Saint-Cyr Lake  is a freshwater body of water crossed by the Saint-Cyr River South in the north-eastern part of Senneterre, in La Vallée-de-l'Or Regional County Municipality (RCM), in the administrative region of Abitibi-Témiscamingue, in the province of Quebec, in Canada.

This body of water extends in the townships of Mesplet and Cherrier. Forestry is the main economic activity of the sector. Recreational tourism activities come second.

The hydrographic slope of Lake Saint-Cyr is accessible through a forest road (North-South direction) on the east side of the Saint-Cyr River Valley; in addition, another forest road (East-West direction) serves the northern part of the Saint-Cyr Lake Biodiversity Reserve and connects R1015 to the west.

The surface of Lac Saint-Cyr is usually frozen from early November to mid-May, however, safe ice circulation is generally from mid-November to mid-April.

Geography

Toponymy
The former name of this body of water was "Maskotirikan Lake". The term "Saint-Cyr" is a family name of French origin.

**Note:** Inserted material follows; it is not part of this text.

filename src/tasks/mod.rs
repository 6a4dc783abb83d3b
pub mod poller;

Its meaning is associated with that of the Saint-Cyr River (Opawica River) whose upper part was named distinctly Saint-Cyr River South on September 24, 2003 by the Commission de toponymie du Quebec. This commission took into account that the course of the Saint-Cyr river belonged from now on to two hydrographic slopes as a result of the construction of an impoundment dam.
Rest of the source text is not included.